毎朝一緒にアパートを出るとか、しょっちゅう飯をたかられる、とか面倒臭いことにならなければいいが、と孝介は思った。
ところで、酔いのせいでアーズリィの話の支離滅裂さは度を過ぎていた。
首を傾げる教授に、孝介は補足説明をしてさしあげる。
「つまり……アズ、はアパートを探して長い間彷徨っていたため、もの凄くお腹が減っていたのですが、財布が無くて何も買うことが出来なかった。それで偶然出会った同じアパートに住む僕に、食べ物を求めてきた訳です」
「なるほど〜。それじゃ〜なんでまた朝まで一緒だったの〜?」
どうやら教授はこういった話が好きなようで、顔に乗っかった笑みに、やや下卑たものが隠れていた。
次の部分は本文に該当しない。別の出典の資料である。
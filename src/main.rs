use clap::{Parser, Subcommand};
use std::path::{Path, PathBuf};
use std::process::ExitCode;
use std::sync::Arc;
use tokio_util::sync::CancellationToken;
use tracing::{error, info, warn};

use pin_copier::auth;
use pin_copier::browser::{BrowserError, BrowserSession};
use pin_copier::config::{self, ConfigError};
use pin_copier::controller::{RunContext, RunController, RunOutcome};
use pin_copier::error::RunError;
use pin_copier::pacing::Pacing;
use pin_copier::saver::BrowserPinSaver;
use pin_copier::webdriver::WebDriverClient;

#[derive(Debug, Parser)]
#[command(author, version, about = "Copy every pin from one Pinterest board to another")]
struct Args {
    /// Path to YAML config file
    #[arg(long, default_value = "config.yaml")]
    config: PathBuf,

    #[command(subcommand)]
    command: Command,
}

#[derive(Debug, Subcommand)]
enum Command {
    /// Log in with PINTEREST_EMAIL / PINTEREST_PASSWORD and save the session cookies
    Login,
    /// Copy pins using the saved session cookies
    Copy {
        /// Accept the duplicates currently recorded instead of halting
        #[arg(long)]
        acknowledge_duplicates: bool,
    },
    /// Copy pins using an existing Chrome profile (CHROME_PROFILE_PATH)
    Profile {
        #[arg(long)]
        acknowledge_duplicates: bool,
    },
    /// Retry the pins in the most recent failure record
    Retry,
}

#[tokio::main]
async fn main() -> ExitCode {
    tracing_subscriber::fmt()
        .with_env_filter(tracing_subscriber::EnvFilter::from_default_env())
        .with_target(false)
        .compact()
        .init();

    let args = Args::parse();
    match run(args).await {
        Ok(()) => ExitCode::SUCCESS,
        Err(err) => {
            error!(%err, "pin-copier failed");
            ExitCode::from(err.exit_code())
        }
    }
}

async fn run(args: Args) -> Result<(), RunError> {
    let cfg = config::load(Some(&args.config))?;
    cfg.ensure_dirs()?;

    let cancel = CancellationToken::new();
    let on_signal = cancel.clone();
    tokio::spawn(async move {
        if tokio::signal::ctrl_c().await.is_ok() {
            warn!("interrupt received; stopping after the current pin");
            on_signal.cancel();
        }
    });

    let use_profile = matches!(args.command, Command::Profile { .. });
    if use_profile && cfg.browser.chrome_profile_path.trim().is_empty() {
        return Err(ConfigError::Invalid(
            "browser.chrome_profile_path (CHROME_PROFILE_PATH) is required for profile mode",
        )
        .into());
    }

    let ctx = RunContext::new(cfg, Pacing::real(cancel));
    let browser = Arc::new(
        WebDriverClient::connect(&ctx.config.browser, use_profile)
            .await
            .map_err(|err| BrowserError::Transport(format!("{err:#}")))?,
    );

    let result = dispatch(&ctx, browser.clone(), args.command).await;
    if let Err(err) = browser.close().await {
        warn!(?err, "browser did not close cleanly");
    }
    result
}

async fn dispatch(
    ctx: &RunContext,
    browser: Arc<WebDriverClient>,
    command: Command,
) -> Result<(), RunError> {
    let cookie_file = Path::new(&ctx.config.app.cookie_file);
    match command {
        Command::Login => {
            let creds = auth::load_credentials()?;
            if !auth::login_with_credentials(browser.as_ref(), &ctx.pacing, &creds, auth::TWO_FACTOR_WAIT)
                .await?
            {
                return Err(RunError::Login("still on the login page after submitting".into()));
            }
            auth::save_cookies(browser.as_ref(), cookie_file).await?;
            Ok(())
        }
        Command::Copy {
            acknowledge_duplicates,
        } => {
            require_session(ctx, browser.as_ref(), cookie_file).await?;
            copy(ctx, browser, acknowledge_duplicates).await
        }
        Command::Profile {
            acknowledge_duplicates,
        } => {
            if !auth::is_logged_in(browser.as_ref()).await? {
                // A fresh profile lands on about:blank; the home page tells us more.
                browser.navigate(auth::HOME_URL).await?;
                if !auth::is_logged_in(browser.as_ref()).await? {
                    return Err(RunError::Login("the Chrome profile is not logged in".into()));
                }
            }
            copy(ctx, browser, acknowledge_duplicates).await
        }
        Command::Retry => {
            require_session(ctx, browser.as_ref(), cookie_file).await?;
            let saver = BrowserPinSaver::new(browser, ctx.pacing.pacer(), ctx.paths.clone());
            let mut controller = RunController::new(ctx);
            report(controller.run_retry(&saver).await?);
            Ok(())
        }
    }
}

async fn require_session(
    ctx: &RunContext,
    browser: &dyn BrowserSession,
    cookie_file: &Path,
) -> Result<(), RunError> {
    if auth::load_cookies(browser, &ctx.pacing, cookie_file).await? {
        Ok(())
    } else {
        Err(RunError::Login(
            "saved session is missing or expired; run `pin-copier login` first".into(),
        ))
    }
}

async fn copy(
    ctx: &RunContext,
    browser: Arc<WebDriverClient>,
    acknowledge_duplicates: bool,
) -> Result<(), RunError> {
    let saver = BrowserPinSaver::new(browser.clone(), ctx.pacing.pacer(), ctx.paths.clone());
    let mut controller = RunController::new(ctx).acknowledge_duplicates(acknowledge_duplicates);
    report(controller.run_copy(browser.as_ref(), &saver).await?);
    Ok(())
}

fn report(outcome: RunOutcome) {
    match outcome {
        RunOutcome::Completed => info!("done"),
        RunOutcome::NothingToDo => info!("nothing left to copy"),
    }
}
「いえ、教授が想像されているようなことは何も無いです。アズを部屋に上げた後、僕は疲れていたのでさっさと寝たのですが、彼女も食べた後眠ってしまったらしいです。今日の朝僕が目を覚ましたら、床に転がっていて驚きました」
「いつの間にか寝ちゃっタんだ、ゴメン!……あ、あと言い忘れてたケド、シャワーも借りちゃっタ〜」
アーズリィが真赤な顔で、へらへらと謝ってくる。
思い返せば朝、風呂場の床が濡れていたが、そういうことだったか。
どこまで厚かましい奴だと思ったが、それくらいどうぞ、と軽く流しておいた。
「……それで、朝になってアズも大学に行きたいということだったので、一緒に来たんです。――大日本大の新しい研究生で、僕より年上だなんて夢にも思いませんでしたが。それだけの話です」
それだけなのかぁ〜、と教授はややがっかりした素振りを見せた。
この人がこういう性格だとは……意外だ。
「それだけの話デス〜!」
そして、アーズリィは楽しそうに笑いながら、孝介の言葉を復唱している。
こうしていると未成年者飲酒という名の犯罪の匂いがぷんぷんするのだが、年齢確認のために店員に見せたパスポートを覗いたら、本当に29歳らしかった。
どういう育ち方をすればここまで幼く……もとい若く保てるのだろうか。
「そ〜かそ〜か〜。でも今はまだ何も無いかもしれないけど〜、アズ君可愛いし〜、孝介君もカッコいいし〜、2人共若いし〜。おじさん期待してるからね〜!」
「期待してル〜!」
気づけば、教授とアーズリィが肩を組み合い、ジョッキを掲げて楽しそうに体を揺らしていた。
いつの間にか大量の空のジョッキとグラスが、テーブルを占領している。どうやら2人共あまり酒癖が良いとは言えないらしい。
孝介もかなり飲んではいるが、体質的に強いので、気分はいいが理性を失うことは無い。
何となくこれから苦労しそうだ、と孝介は小さく溜息をついた。
しかしその溜息とは裏腹に、顔には微笑が浮かんでいることに、彼自身は気付いていなかった。